La proposition, largement relayée depuis par de nombreux auteurs, tient au fait que la règle locale d'urbanisme souffre de nombreux maux : sa prolixité, sa complexité, ainsi que les limitations excessives à la constructibilité ont pour effet d'étouffer toute possibilité d'innovation.
S'il est possible de déceler dans la concertation facultative prévue à l'article L. 300-2 du Code de l'urbanisme une volonté de favoriser la co-construction du projet, et permet d'y voir un ersatz de contrat, cette procédure ne nous paraît pas relever d'un urbanisme contractuel. En pratique, en effet (et même si le texte de l'article L. 300-2 prévoit que la concertation est réalisée préalablement au dépôt de la demande d'autorisation), le dossier présenté à la concertation est généralement déjà défini à ce stade. La marge de négociation après le résultat de la concertation est réduite à la portion congrue, contribuant ainsi à une certaine défiance des parties intéressées quant à la possibilité d'infléchir « les invariants » du projet conjointement arrêtés par la collectivité et le porteur du projet.

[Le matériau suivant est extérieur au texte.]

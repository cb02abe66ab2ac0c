//! Anthropic Provider
//!
//! Structured output is enforced through forced tool use: the model must
//! call a single tool whose input schema is the response contract, so the
//! returned `input` object either matches the schema or fails validation.

use std::time::Duration;

use async_trait::async_trait;
use secrecy::{ExposeSecret, SecretString};
use serde_json::{Value, json};
use tracing::{debug, info};

use super::processor::{
    AiProcessor, AiProviderConfig, SummaryOutput, analysis_prompt, response_schema,
    validate_response,
};
use crate::types::{Result, SyncError};

const DEFAULT_API_BASE: &str = "https://api.anthropic.com";
const DEFAULT_MODEL: &str = "claude-sonnet-4-20250514";
const API_VERSION: &str = "2023-06-01";
const TOOL_NAME: &str = "record_bill_analysis";

/// Anthropic Messages API processor with secure key handling.
pub struct AnthropicProcessor {
    api_key: SecretString,
    api_base: String,
    model: String,
    max_tokens: usize,
    client: reqwest::Client,
}

impl std::fmt::Debug for AnthropicProcessor {
    fn fmt(&self, f: &mut std::fmt::Formatter<'_>) -> std::fmt::Result {
        f.debug_struct("AnthropicProcessor")
            .field("api_key", &"[REDACTED]")
            .field("api_base", &self.api_base)
            .field("model", &self.model)
            .field("max_tokens", &self.max_tokens)
            .finish()
    }
}

impl AnthropicProcessor {
    pub fn new(config: AiProviderConfig) -> Result<Self> {
        let api_key = config
            .api_key
            .or_else(|| std::env::var("ANTHROPIC_API_KEY").ok())
            .ok_or_else(|| {
                SyncError::Config(
                    "Anthropic API key not found. Set ANTHROPIC_API_KEY or provide in config"
                        .to_string(),
                )
            })?;

        let client = reqwest::Client::builder()
            .timeout(Duration::from_secs(config.timeout_secs))
            .build()
            .map_err(SyncError::Http)?;

        Ok(Self {
            api_key: SecretString::from(api_key),
            api_base: config
                .api_base
                .unwrap_or_else(|| DEFAULT_API_BASE.to_string()),
            model: config.model.unwrap_or_else(|| DEFAULT_MODEL.to_string()),
            max_tokens: config.max_tokens,
            client,
        })
    }

    fn build_request(&self, prompt: &str) -> Value {
        json!({
            "model": self.model,
            "max_tokens": self.max_tokens,
            "tools": [{
                "name": TOOL_NAME,
                "description": "Record the structured analysis of a legislative bill",
                "input_schema": response_schema()
            }],
            "tool_choice": {"type": "tool", "name": TOOL_NAME},
            "messages": [{"role": "user", "content": prompt}]
        })
    }

    /// Pull the forced tool call's input object out of the response.
    fn extract_tool_input(body: &Value) -> Result<Value> {
        body.get("content")
            .and_then(Value::as_array)
            .and_then(|blocks| {
                blocks
                    .iter()
                    .find(|b| b.get("type").and_then(Value::as_str) == Some("tool_use"))
            })
            .and_then(|block| block.get("input"))
            .cloned()
            .ok_or_else(|| SyncError::AiResponse("no tool_use block in response".into()))
    }
}

#[async_trait]
impl AiProcessor for AnthropicProcessor {
    async fn analyze(
        &self,
        bill_text: &str,
        allowed_categories: &[String],
    ) -> Result<SummaryOutput> {
        info!(model = %self.model, "Requesting bill analysis from Anthropic");

        let request = self.build_request(&analysis_prompt(bill_text, allowed_categories));
        let url = format!("{}/v1/messages", self.api_base);

        let response = self
            .client
            .post(&url)
            .header("x-api-key", self.api_key.expose_secret())
            .header("anthropic-version", API_VERSION)
            .header("content-type", "application/json")
            .json(&request)
            .send()
            .await
            .map_err(|e| SyncError::Provider(format!("Anthropic request failed: {e}")))?;

        if !response.status().is_success() {
            let status = response.status();
            let body = response.text().await.unwrap_or_default();
            return Err(SyncError::Provider(format!(
                "Anthropic API error ({status}): {body}"
            )));
        }

        let body: Value = response
            .json()
            .await
            .map_err(|e| SyncError::Provider(format!("Failed to parse Anthropic response: {e}")))?;

        debug!("Validating Anthropic tool output");
        let input = Self::extract_tool_input(&body)?;
        validate_response(&input)
    }

    fn name(&self) -> &str {
        "anthropic"
    }
}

C'est donc en amont de cette phase facultative qu'il convient d'envisager le domaine de l'urbanisme contractuel. Il participe de la notion d'urbanisme de projet instituée par la loi SRU puis consacrée par les lois Grenelle et ALUR, dans un objectif affirmé de promouvoir et privilégier le qualitatif sur le quantitatif.
Il est possible d'identifier plusieurs axes de négociation avec l'autorité administrative.
La négociation peut d'abord être induite par les dérogations aux règles d'un plan local d'urbanisme que rendent possibles les articles L. 152-3 à L. 152-6-4 du Code de l'urbanisme. Initialement envisagées pour favoriser la production de logements sociaux, ces dérogations sont aujourd'hui principalement justifiées par des raisons environnementales. Nous en réservons l'étude au chapitre relatif à l'examen du projet par l'administration (V. infra, nos et s.).
Nonobstant les dérogations aux règles d'un plan local d'urbanisme, la négociation semble être aujourd'hui essentiellement circonscrite aux aspects financiers d'un projet, via par exemple un projet urbain partenarial (PUP), étant entendu que les chartes dites « promoteur », même signées, n'ont rien d'itératif et s'apparentent plus à un contrat d'adhésion. Si leur légalité interroge, elles n'en demeurent pas moins utiles d'un point de vue téléologique. L'adhésion des opérateurs à ces « chartes » participe d'une volonté commune d'emporter l'adhésion des administrés et de limiter les risques de contestation.
Tel est l'objectif de l'urbanisme contractuel à l'aune des bouleversements environnementaux dont nous percevons les prémices.